Stored data:
Segment Open

//! Print a channel table

use anyhow::{Context, Result};
use std::path::Path;
use telemetry_core::{load_channel_table, ChannelDescriptor, ChannelTable};

pub fn run(path: &Path) -> Result<()> {
    let table = load_channel_table(path).with_context(|| format!("Failed to load {:?}", path))?;
    print!("{}", render(&table));
    println!("{}", table.stats());
    Ok(())
}

pub fn render(table: &ChannelTable) -> String {
    let mut out = String::new();
    for frame_id in table.frame_ids() {
        out.push_str(&format!("0x{:03X}\n", frame_id));
        for (index, channel) in table.channels(frame_id).iter().enumerate() {
            out.push_str(&format!("  [{}] {}\n", index, describe(channel)));
        }
    }
    out
}

fn describe(channel: &ChannelDescriptor) -> String {
    let mut line = format!(
        "{:<16} bytes {}..{}  {:<6}  scale={} offset={}",
        channel.name.as_deref().unwrap_or("-"),
        channel.start_byte,
        channel.end_byte(),
        channel.signal_type,
        channel.scale,
        channel.offset
    );
    if let Some(unit) = channel.unit.as_deref().filter(|u| !u.is_empty()) {
        line.push_str(&format!(" [{}]", unit));
    }
    line
}
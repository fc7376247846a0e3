//! POSIX shared memory segments
//!
//! [`Shm<T, Mode>`] maps a named shared memory object as a `T`. The mode marker
//! decides who tears the name down:
//!
//! ```text
//! Creator          Opener
//!    |                |
//!   Drop            Drop
//!    |                |
//! munmap()        munmap()
//! unlink()        (no unlink)
//! ```
//!
//! A freshly created object is zero filled by the kernel, so `T` must be valid
//! as all-zero bytes (see [`SharedMemorySafe`]). Openers never initialize
//! anything; they reinterpret what the creator left there.

use rustix::fs::{fstat, ftruncate, Mode};
use rustix::mm::{mmap, munmap, MapFlags, ProtFlags};
use rustix::{io, shm};
use std::marker::PhantomData;
use std::mem::size_of;
use std::ops::Deref;
use std::ptr::{null_mut, NonNull};
use std::sync::atomic::*;

/// Result alias for shared memory operations
pub type Result<T> = std::result::Result<T, ShmError>;

/// Errors produced while creating or attaching a segment
#[derive(Debug, thiserror::Error)]
pub enum ShmError {
    #[error("invalid shared memory name `{path}`: {reason}")]
    InvalidPath { path: String, reason: &'static str },

    #[error("{op} failed for `{path}`: {source}")]
    Posix {
        op: &'static str,
        path: String,
        #[source]
        source: io::Errno,
    },

    #[error("shared memory `{path}` size mismatch: expected {expected} bytes, got {actual}")]
    SizeMismatch {
        path: String,
        expected: usize,
        actual: i64,
    },

    #[error("shared memory `{path}` was not initialized by its owner within {waited_ms} ms")]
    InitTimeout { path: String, waited_ms: u64 },

    #[error("shared memory `{path}` has an incompatible layout: {reason}")]
    LayoutMismatch { path: String, reason: String },
}

impl ShmError {
    fn posix(op: &'static str, path: &str, err: io::Errno) -> Self {
        Self::Posix {
            op,
            path: path.to_string(),
            source: err,
        }
    }

    /// The errno behind a failed system call, if any
    pub fn errno(&self) -> Option<io::Errno> {
        match self {
            ShmError::Posix { source, .. } => Some(*source),
            _ => None,
        }
    }
}

/// Cleanup behavior of a mapping
pub trait ShmMode {
    /// Whether to unlink the name on drop
    const SHOULD_UNLINK: bool;
}

/// The process that created the segment; unmaps and unlinks on drop
pub struct Creator;
impl ShmMode for Creator {
    const SHOULD_UNLINK: bool = true;
}

/// A process attached to an existing segment; unmaps only
pub struct Opener;
impl ShmMode for Opener {
    const SHOULD_UNLINK: bool = false;
}

/// Types that can live in a shared memory segment mapped by several processes
///
/// # Safety
///
/// Implementers must guarantee:
///
/// - **Layout**: `#[repr(C)]` or `#[repr(transparent)]`, so separately compiled
///   processes agree on field offsets.
/// - **Zero init**: the all-zero bit pattern is a valid value. Segments are
///   created zero filled and are never default-constructed.
/// - **No pointers**: no references, boxes or other heap handles; addresses do
///   not transfer between processes.
/// - **Drop safety**: nothing relies on `Drop` running, a killed process never
///   runs it.
/// - **Concurrency**: cross-process access is mediated by atomics.
pub unsafe trait SharedMemorySafe: Send + Sync {}

macro_rules! impl_shared_memory_safe {
    ($($t:ty),* $(,)?) => {
        $(
            unsafe impl SharedMemorySafe for $t {}
        )*
    };
}

impl_shared_memory_safe! {
    i8, i16, i32, i64, isize,
    u8, u16, u32, u64, usize,
    f32, f64,
    AtomicU32, AtomicU64, AtomicUsize,
}

unsafe impl<T: SharedMemorySafe, const N: usize> SharedMemorySafe for [T; N] {}

/// Owned mapping of a named shared memory object as a `T`
pub struct Shm<T: SharedMemorySafe, Mode: ShmMode> {
    ptr: NonNull<T>,
    size: usize,
    path: String,
    _mode: PhantomData<Mode>,
}

// SAFETY: the pointer targets shared memory, not thread-local data, and
// T: SharedMemorySafe already requires Send + Sync.
unsafe impl<T: SharedMemorySafe, Mode: ShmMode> Send for Shm<T, Mode> {}
unsafe impl<T: SharedMemorySafe, Mode: ShmMode> Sync for Shm<T, Mode> {}

const POSIX_NAME_MAX: usize = 255;

/// Check a POSIX shared memory name (`/name`, no further slashes)
pub fn validate_shm_path(path: &str) -> Result<()> {
    if !path.starts_with('/') {
        return Err(ShmError::InvalidPath {
            path: path.to_string(),
            reason: "path must start with '/'",
        });
    }

    if path.len() == 1 {
        return Err(ShmError::InvalidPath {
            path: path.to_string(),
            reason: "path must have a name after '/'",
        });
    }

    if path[1..].contains('/') {
        return Err(ShmError::InvalidPath {
            path: path.to_string(),
            reason: "path must not contain additional '/' characters",
        });
    }

    if path.len() > POSIX_NAME_MAX {
        return Err(ShmError::InvalidPath {
            path: path.to_string(),
            reason: "path length must be <= 255 bytes",
        });
    }

    Ok(())
}

/// Remove a segment name left behind by an owner that did not shut down cleanly
///
/// Returns `true` if a name was removed. Processes still mapping the old object
/// keep their mapping; new openers see the next segment created under the name.
pub fn unlink_stale(path: &str) -> Result<bool> {
    validate_shm_path(path)?;
    match shm::unlink(path) {
        Ok(()) => Ok(true),
        Err(io::Errno::NOENT) => Ok(false),
        Err(err) => Err(ShmError::posix("shm_unlink", path, err)),
    }
}

impl<T: SharedMemorySafe> Shm<T, Creator> {
    /// Create a new segment sized to exactly `size_of::<T>()`
    ///
    /// Fails if the name already exists. The contents start out zeroed.
    pub fn create(path: &str) -> Result<Self> {
        validate_shm_path(path)?;

        let fd = shm::open(
            path,
            shm::OFlags::CREATE | shm::OFlags::EXCL | shm::OFlags::RDWR,
            Mode::RUSR | Mode::WUSR | Mode::RGRP | Mode::WGRP | Mode::ROTH | Mode::WOTH,
        )
        .map_err(|err| ShmError::posix("shm_open", path, err))?;

        if let Err(e) = ftruncate(&fd, size_of::<T>() as u64) {
            drop(fd);
            let _ = shm::unlink(path);
            return Err(ShmError::posix("ftruncate", path, e));
        }

        // SAFETY: fresh shared mapping of a valid fd of exactly size_of::<T>()
        // bytes. mmap returns page-aligned addresses, which satisfies T's
        // alignment, and aliases no Rust object in this process.
        let ptr_result = unsafe {
            mmap(
                null_mut(),
                size_of::<T>(),
                ProtFlags::READ | ProtFlags::WRITE,
                MapFlags::SHARED,
                &fd,
                0,
            )
        };
        let ptr = match ptr_result {
            Ok(p) => p,
            Err(err) => {
                drop(fd);
                let _ = shm::unlink(path);
                return Err(ShmError::posix("mmap", path, err));
            }
        };

        // SAFETY: mmap never returns null on success
        let ptr = unsafe { NonNull::new_unchecked(ptr as *mut T) };

        log::debug!("Created shared memory {} ({} bytes)", path, size_of::<T>());

        Ok(Self {
            ptr,
            size: size_of::<T>(),
            path: path.to_string(),
            _mode: PhantomData,
        })
    }
}

impl<T: SharedMemorySafe> Shm<T, Opener> {
    /// Map an existing segment; its size must be exactly `size_of::<T>()`
    pub fn open(path: &str) -> Result<Self> {
        validate_shm_path(path)?;

        let fd = shm::open(path, shm::OFlags::RDWR, Mode::empty())
            .map_err(|err| ShmError::posix("shm_open", path, err))?;

        let stat = fstat(&fd).map_err(|err| ShmError::posix("fstat", path, err))?;
        let actual = stat.st_size as i64;
        if actual != size_of::<T>() as i64 {
            return Err(ShmError::SizeMismatch {
                path: path.to_string(),
                expected: size_of::<T>(),
                actual,
            });
        }

        // SAFETY: the object exists and fstat confirmed its size. The mapping is
        // page aligned and does not alias local objects; cross-process access is
        // covered by T: SharedMemorySafe.
        let ptr_result = unsafe {
            mmap(
                null_mut(),
                size_of::<T>(),
                ProtFlags::READ | ProtFlags::WRITE,
                MapFlags::SHARED,
                &fd,
                0,
            )
        };
        let ptr = ptr_result.map_err(|err| ShmError::posix("mmap", path, err))?;

        // SAFETY: mmap never returns null on success
        let ptr = unsafe { NonNull::new_unchecked(ptr as *mut T) };

        Ok(Self {
            ptr,
            size: size_of::<T>(),
            path: path.to_string(),
            _mode: PhantomData,
        })
    }
}

impl<T: SharedMemorySafe, Mode: ShmMode> Shm<T, Mode> {
    /// The segment name
    pub fn path(&self) -> &str {
        &self.path
    }
}

impl<T: SharedMemorySafe, Mode: ShmMode> Drop for Shm<T, Mode> {
    fn drop(&mut self) {
        // SAFETY: ptr/size describe the mapping created in create/open
        unsafe {
            let _ = munmap(self.ptr.as_ptr() as *mut _, self.size);
        }

        if Mode::SHOULD_UNLINK {
            match shm::unlink(&self.path) {
                Ok(()) => log::debug!("Unlinked shared memory {}", self.path),
                Err(err) => log::warn!("shm_unlink failed for {}: {}", self.path, err),
            }
        }
    }
}

impl<T: SharedMemorySafe, Mode: ShmMode> Deref for Shm<T, Mode> {
    type Target = T;
    fn deref(&self) -> &T {
        // SAFETY: the mapping stays valid until Drop, and the zeroed contents
        // are a valid T by the SharedMemorySafe contract.
        unsafe { &*self.ptr.as_ptr() }
    }
}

Segment Closed

Exercise goal:
In the entries above, find each line with "PhantomData" and list it.

Answer for this exercise:
use std::marker::PhantomData;
    _mode: PhantomData<Mode>,
            _mode: PhantomData,
            _mode: PhantomData,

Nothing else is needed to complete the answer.